Exercise directions:
The answer must consist of every record, printed exactly as it stands.

---*---

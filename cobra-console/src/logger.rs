//! Logging Infrastructure
//!
//! Console output on stderr plus an optional daily rotating JSON file.
//! `RUST_LOG` overrides the configured level.

use std::fs;
use std::path::Path;

use tracing_appender::non_blocking::WorkerGuard;
use tracing_appender::rolling::{RollingFileAppender, Rotation};
use tracing_subscriber::{EnvFilter, Layer, fmt, prelude::*};

const LOG_FILE_PREFIX: &str = "cobra-console";

/// Initialize the logging system
///
/// # Arguments
/// * `level` - Log level or filter directive (e.g. "info", "cobra_console=debug")
/// * `json_format` - JSON lines on the console instead of human-readable output
/// * `log_dir` - Optional directory for daily rotating log files
///
/// The returned guard flushes the file writer on drop; keep it alive for
/// the lifetime of the host.
pub fn init_logger(
    level: &str,
    json_format: bool,
    log_dir: Option<&Path>,
) -> anyhow::Result<Option<WorkerGuard>> {
    let env_filter = EnvFilter::try_from_default_env().unwrap_or_else(|_| EnvFilter::new(level));

    let console_layer = if json_format {
        fmt::layer()
            .json()
            .with_target(true)
            .with_current_span(true)
            .with_writer(std::io::stderr)
            .boxed()
    } else {
        fmt::layer()
            .with_target(false)
            .with_writer(std::io::stderr)
            .boxed()
    };

    let (file_layer, guard) = match log_dir {
        Some(dir) => {
            fs::create_dir_all(dir)?;
            let appender = RollingFileAppender::new(Rotation::DAILY, dir, LOG_FILE_PREFIX);
            let (writer, guard) = tracing_appender::non_blocking(appender);
            let layer = fmt::layer()
                .json()
                .with_target(true)
                .with_ansi(false)
                .with_writer(writer);
            (Some(layer), Some(guard))
        }
        None => (None, None),
    };

    tracing_subscriber::registry()
        .with(env_filter)
        .with(console_layer)
        .with(file_layer)
        .try_init()?;

    if let Some(dir) = log_dir {
        tracing::info!(dir = %dir.display(), "File logging enabled");
    }
    Ok(guard)
}
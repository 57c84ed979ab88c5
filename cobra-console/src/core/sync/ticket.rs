//! Request tickets
//!
//! Every request that writes into the mirror takes a ticket first. When the
//! response arrives it is applied only if its ticket is still the newest one
//! for the same target, so a slow response can never overwrite the result
//! of a request issued after it.

use std::collections::HashMap;
use std::hash::Hash;

#[derive(Debug)]
pub(crate) struct Tickets<K> {
    next: u64,
    /// Newest collection load; 0 when none may apply
    load: u64,
    keys: HashMap<K, u64>,
}

impl<K: Eq + Hash> Tickets<K> {
    pub(crate) fn new() -> Self {
        Self {
            next: 0,
            load: 0,
            keys: HashMap::new(),
        }
    }

    fn issue(&mut self) -> u64 {
        self.next += 1;
        self.next
    }

    pub(crate) fn begin_load(&mut self) -> u64 {
        let ticket = self.issue();
        self.load = ticket;
        ticket
    }

    pub(crate) fn is_current_load(&self, ticket: u64) -> bool {
        self.load == ticket
    }

    /// A mutation just changed the mirror; loads already in flight may
    /// predate it on the server.
    pub(crate) fn invalidate_loads(&mut self) {
        self.load = 0;
    }

    pub(crate) fn begin(&mut self, key: K) -> u64 {
        let ticket = self.issue();
        self.keys.insert(key, ticket);
        ticket
    }

    /// Returns whether `ticket` was still the newest for `key`. A newer
    /// ticket is left in place.
    pub(crate) fn finish(&mut self, key: &K, ticket: u64) -> bool {
        if self.keys.get(key) == Some(&ticket) {
            self.keys.remove(key);
            true
        } else {
            false
        }
    }

    pub(crate) fn in_flight(&self) -> usize {
        self.keys.len()
    }
}
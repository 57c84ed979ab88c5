//! CyberCobra console core
//!
//! Session handling, view access guards and the generic resource
//! synchronizer behind every admin screen (zones, objects, equipment,
//! cameras, reports, users).

pub mod config;
pub mod core;
pub mod logger;

pub use config::ConsoleConfig;
pub use crate::core::{
    AccessGuard, ConfirmDelete, Console, ConsoleError, ConsoleResult, Deletion, Denial,
    ErrorKind, FileStorage, GuardState, GuardView, Integrations, ListQuery, MemoryStorage,
    NotificationCenter, Page, PersistedSession, Requirement, Resource, ResourceSync, Session,
    SessionEvent, SessionStorage, SessionStore, SyncOutcome,
};
pub use logger::init_logger;

// Re-export workspace crates for hosts
pub use cobra_client;
pub use shared;
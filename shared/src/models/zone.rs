//! Zone Model

use chrono::{DateTime, Utc};
use serde::{Deserialize, Serialize};
use validator::Validate;

closed_enum! {
    /// Zone surveillance status
    pub enum ZoneStatus ("status") {
        Active => "active",
        Inactive => "inactive",
    }
}

/// Zone entity (monitored perimeter: entrance, parking lot, restricted area)
#[derive(Debug, Clone, PartialEq, Serialize, Deserialize)]
pub struct Zone {
    pub id: i64,
    pub name: String,
    #[serde(default)]
    pub description: Option<String>,
    pub status: ZoneStatus,
    #[serde(default)]
    pub created_at: Option<DateTime<Utc>>,
}

/// Create/update zone payload
#[derive(Debug, Clone, Serialize, Deserialize, Validate)]
pub struct ZonePayload {
    #[validate(length(min = 1, message = "name is required"))]
    pub name: String,
    pub description: Option<String>,
    pub status: ZoneStatus,
}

---*---

Answer to this task:
filename cobra-console/src/logger.rs
//! Logging Infrastructure
//!
//! Console output on stderr plus an optional daily rotating JSON file.
//! `RUST_LOG` overrides the configured level.

use std::fs;
use std::path::Path;

use tracing_appender::non_blocking::WorkerGuard;
use tracing_appender::rolling::{RollingFileAppender, Rotation};
use tracing_subscriber::{EnvFilter, Layer, fmt, prelude::*};

const LOG_FILE_PREFIX: &str = "cobra-console";

/// Initialize the logging system
///
/// # Arguments
/// * `level` - Log level or filter directive (e.g. "info", "cobra_console=debug")
/// * `json_format` - JSON lines on the console instead of human-readable output
/// * `log_dir` - Optional directory for daily rotating log files
///
/// The returned guard flushes the file writer on drop; keep it alive for
/// the lifetime of the host.
pub fn init_logger(
    level: &str,
    json_format: bool,
    log_dir: Option<&Path>,
) -> anyhow::Result<Option<WorkerGuard>> {
    let env_filter = EnvFilter::try_from_default_env().unwrap_or_else(|_| EnvFilter::new(level));

    let console_layer = if json_format {
        fmt::layer()
            .json()
            .with_target(true)
            .with_current_span(true)
            .with_writer(std::io::stderr)
            .boxed()
    } else {
        fmt::layer()
            .with_target(false)
            .with_writer(std::io::stderr)
            .boxed()
    };

    let (file_layer, guard) = match log_dir {
        Some(dir) => {
            fs::create_dir_all(dir)?;
            let appender = RollingFileAppender::new(Rotation::DAILY, dir, LOG_FILE_PREFIX);
            let (writer, guard) = tracing_appender::non_blocking(appender);
            let layer = fmt::layer()
                .json()
                .with_target(true)
                .with_ansi(false)
                .with_writer(writer);
            (Some(layer), Some(guard))
        }
        None => (None, None),
    };

    tracing_subscriber::registry()
        .with(env_filter)
        .with(console_layer)
        .with(file_layer)
        .try_init()?;

    if let Some(dir) = log_dir {
        tracing::info!(dir = %dir.display(), "File logging enabled");
    }
    Ok(guard)
}
repository 57c84ed979ab88c5
filename cobra-console/src/core/sync/ticket.rs
//! Request tickets
//!
//! Every request that writes into the mirror takes a ticket first. When the
//! response arrives it is applied only if its ticket is still the newest one
//! for the same target, so a slow response can never overwrite the result
//! of a request issued after it.

use std::collections::HashMap;
use std::hash::Hash;

#[derive(Debug)]
pub(crate) struct Tickets<K> {
    next: u64,
    /// Newest collection load; 0 when none may apply
    load: u64,
    keys: HashMap<K, u64>,
}

impl<K: Eq + Hash> Tickets<K> {
    pub(crate) fn new() -> Self {
        Self {
            next: 0,
            load: 0,
            keys: HashMap::new(),
        }
    }

    fn issue(&mut self) -> u64 {
        self.next += 1;
        self.next
    }

    pub(crate) fn begin_load(&mut self) -> u64 {
        let ticket = self.issue();
        self.load = ticket;
        ticket
    }

    pub(crate) fn is_current_load(&self, ticket: u64) -> bool {
        self.load == ticket
    }

    /// A mutation just changed the mirror; loads already in flight may
    /// predate it on the server.
    pub(crate) fn invalidate_loads(&mut self) {
        self.load = 0;
    }

    pub(crate) fn begin(&mut self, key: K) -> u64 {
        let ticket = self.issue();
        self.keys.insert(key, ticket);
        ticket
    }

    /// Returns whether `ticket` was still the newest for `key`. A newer
    /// ticket is left in place.
    pub(crate) fn finish(&mut self, key: &K, ticket: u64) -> bool {
        if self.keys.get(key) == Some(&ticket) {
            self.keys.remove(key);
            true
        } else {
            false
        }
    }

    pub(crate) fn in_flight(&self) -> usize {
        self.keys.len()
    }
}
repository 57c84ed979ab88c5
//! CyberCobra console core
//!
//! Session handling, view access guards and the generic resource
//! synchronizer behind every admin screen (zones, objects, equipment,
//! cameras, reports, users).

pub mod config;
pub mod core;
pub mod logger;

pub use config::ConsoleConfig;
pub use crate::core::{
    AccessGuard, ConfirmDelete, Console, ConsoleError, ConsoleResult, Deletion, Denial,
    ErrorKind, FileStorage, GuardState, GuardView, Integrations, ListQuery, MemoryStorage,
    NotificationCenter, Page, PersistedSession, Requirement, Resource, ResourceSync, Session,
    SessionEvent, SessionStorage, SessionStore, SyncOutcome,
};
pub use logger::init_logger;

// Re-export workspace crates for hosts
pub use cobra_client;
pub use shared;
filename shared/src/models/zone.rs
//! Zone Model

use chrono::{DateTime, Utc};
use serde::{Deserialize, Serialize};
use validator::Validate;

closed_enum! {
    /// Zone surveillance status
    pub enum ZoneStatus ("status") {
        Active => "active",
        Inactive => "inactive",
    }
}

/// Zone entity (monitored perimeter: entrance, parking lot, restricted area)
#[derive(Debug, Clone, PartialEq, Serialize, Deserialize)]
pub struct Zone {
    pub id: i64,
    pub name: String,
    #[serde(default)]
    pub description: Option<String>,
    pub status: ZoneStatus,
    #[serde(default)]
    pub created_at: Option<DateTime<Utc>>,
}

/// Create/update zone payload
#[derive(Debug, Clone, Serialize, Deserialize, Validate)]
pub struct ZonePayload {
    #[validate(length(min = 1, message = "name is required"))]
    pub name: String,
    pub description: Option<String>,
    pub status: ZoneStatus,
}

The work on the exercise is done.